▶ _Records to process_:
------------------------------------------------------------

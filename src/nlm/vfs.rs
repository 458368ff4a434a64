//! The local file system and its advisory-lock engine, named only at their
//! interface (spec section 1: both are external collaborators).
//!
//! Protocol handlers never touch a real file; they resolve an [`super::FileHandle`]
//! to an opaque [`VfsHandle`] and drive locks/shares through [`LocalLockEngine`].
//! Everything here is a seam for an embedder to implement against a real
//! local file system and its `GETLK`/`SETLK`/`SETLKW`/`UNLCK`/`UNLKSYS` and
//! share-reservation primitives.

use async_trait::async_trait;
use std::fmt;

use super::{FileHandle, Holder};

/// Opaque, hashable identity for a resolved file-system object, as produced
/// by the collaborator's `fhtovp`-equivalent translation. The core never
/// looks inside it.
#[derive(Debug, Clone, PartialEq, Eq, Hash)]
pub struct VfsHandle(pub Vec<u8>);

/// A byte-range lock specification, independent of wire version (v1/v3's
/// 32-bit vs v4's 64-bit offsets are both widened to `u64` once decoded).
#[derive(Debug, Clone)]
pub struct LockRange {
    pub offset: u64,
    pub len: u64,
    pub pid: u32,
    pub exclusive: bool,
    /// Opaque owner bytes (the wire `oh`), passed through uninterpreted.
    pub owner: Vec<u8>,
}

/// Failure shape returned by [`LocalLockEngine`] and translated by protocol
/// handlers into one of the RPC response codes in spec section 6.
#[derive(Debug, Clone, PartialEq, Eq)]
pub enum VfsError {
    /// `fh_to_vp` didn't resolve (maps to `stale_fh`).
    NotFound,
    /// The target is mounted read-only (maps to `denied`).
    ReadOnly,
    /// Non-blocking `SETLK`-equivalent couldn't be granted immediately
    /// (`F_SETLK` returning `EAGAIN`); the caller decides whether to
    /// escalate to a blocking wait.
    WouldBlock,
    /// The local engine couldn't allocate resources for the request (maps
    /// to `denied_nolocks`).
    NoLocks,
    /// Granting the lock would deadlock (maps to `deadlck`).
    Deadlock,
    /// The requested range exceeds what the server can represent (maps to
    /// `fbig`).
    TooBig,
    /// Anything else (maps to `failed`).
    Other(String),
}

impl fmt::Display for VfsError {
    fn fmt(&self, f: &mut fmt::Formatter<'_>) -> fmt::Result {
        match self {
            VfsError::NotFound => write!(f, "stale file handle"),
            VfsError::ReadOnly => write!(f, "read-only file system"),
            VfsError::WouldBlock => write!(f, "lock would block"),
            VfsError::NoLocks => write!(f, "no lock resources available"),
            VfsError::Deadlock => write!(f, "lock would deadlock"),
            VfsError::TooBig => write!(f, "range exceeds supported size"),
            VfsError::Other(message) => write!(f, "{message}"),
        }
    }
}

impl std::error::Error for VfsError {}

/// DOS-style share reservation mode, as carried in [`super::ShareMode`] but
/// independent of the wire enum so the collaborator trait doesn't need to
/// depend on wire-layer representation choices.
#[derive(Debug, Clone, Copy, PartialEq, Eq)]
pub enum ShareDeny {
    None,
    Read,
    Write,
    ReadWrite,
}

#[derive(Debug, Clone, Copy, PartialEq, Eq)]
pub enum ShareAccess {
    None,
    Read,
    Write,
    ReadWrite,
}

/// The local file system's advisory-lock engine: `GETLK`/`SETLK`/`SETLKW`/
/// `UNLCK`/`UNLKSYS`-equivalent operations plus share reservations, all
/// keyed by a numeric sysid supplied by the NLM core.
#[async_trait]
pub trait LocalLockEngine: Send + Sync {
    /// Resolves an opaque NFS file handle to a local file-object identity.
    async fn fh_to_vp(&self, fh: &FileHandle) -> Result<VfsHandle, VfsError>;

    /// `true` if the resolved object lives on a read-only mount (new locks
    /// and non-reclaim shares are refused against it).
    async fn is_read_only(&self, vp: &VfsHandle) -> bool;

    /// `GETLK`-equivalent: returns the conflicting holder, if any, without
    /// taking the lock.
    async fn test(&self, vp: &VfsHandle, sysid: u32, lock: &LockRange) -> Result<Option<Holder>, VfsError>;

    /// `SETLK`-equivalent: non-blocking. Returns [`VfsError::WouldBlock`]
    /// when the lock cannot be granted immediately (`EAGAIN`).
    async fn set_lock(&self, vp: &VfsHandle, sysid: u32, lock: &LockRange) -> Result<(), VfsError>;

    /// `SETLKW`-equivalent: blocks (the caller must have already detached
    /// via [`super::transport::ServingSlot`]) until granted, cancelled, or a
    /// fatal error occurs.
    async fn set_lock_blocking(&self, vp: &VfsHandle, sysid: u32, lock: &LockRange) -> Result<(), VfsError>;

    /// `UNLCK`-equivalent, ignoring the lock's `pid` (matches
    /// `F_UNLKSYS`/forced-cancel semantics where any lock of this `sysid`
    /// over the range is cleared regardless of owning process).
    async fn unlock(&self, vp: &VfsHandle, sysid: u32, lock: &LockRange) -> Result<(), VfsError>;

    /// Drops every lock this `sysid` holds on `vp`, ignoring `pid`
    /// (`cleanlocks(vp, IGN_PID, sysid)`).
    async fn cleanlocks(&self, vp: &VfsHandle, sysid: u32) -> Result<(), VfsError>;

    /// `true` if the local engine still has any lock or share open for
    /// `sysid`, anywhere (used by the garbage collector and by host/vhold
    /// busy checks — not scoped to a single `vp`).
    async fn has_locks(&self, sysid: u32) -> bool;

    /// Requests a DOS-style share reservation.
    async fn share(
        &self,
        vp: &VfsHandle,
        sysid: u32,
        owner: &[u8],
        deny: ShareDeny,
        access: ShareAccess,
    ) -> Result<(), VfsError>;

    /// Releases a previously granted share reservation.
    async fn unshare(&self, vp: &VfsHandle, sysid: u32, owner: &[u8]) -> Result<(), VfsError>;

    /// Drops every share reservation this `sysid` holds on `vp`
    /// (`cleanshares_by_sysid`).
    async fn cleanshares_by_sysid(&self, vp: &VfsHandle, sysid: u32) -> Result<(), VfsError>;
}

------------------------------------------------------------

▶ _Task goal_: Given the records above, return exactly the lines starting at the line containing "the NLM core." and ending at the line containing "taking the lock.", including both.

▶ _Solution to this task_:
/// keyed by a numeric sysid supplied by the NLM core.
#[async_trait]
pub trait LocalLockEngine: Send + Sync {
    /// Resolves an opaque NFS file handle to a local file-object identity.
    async fn fh_to_vp(&self, fh: &FileHandle) -> Result<VfsHandle, VfsError>;

    /// `true` if the resolved object lives on a read-only mount (new locks
    /// and non-reclaim shares are refused against it).
    async fn is_read_only(&self, vp: &VfsHandle) -> bool;

    /// `GETLK`-equivalent: returns the conflicting holder, if any, without
    /// taking the lock.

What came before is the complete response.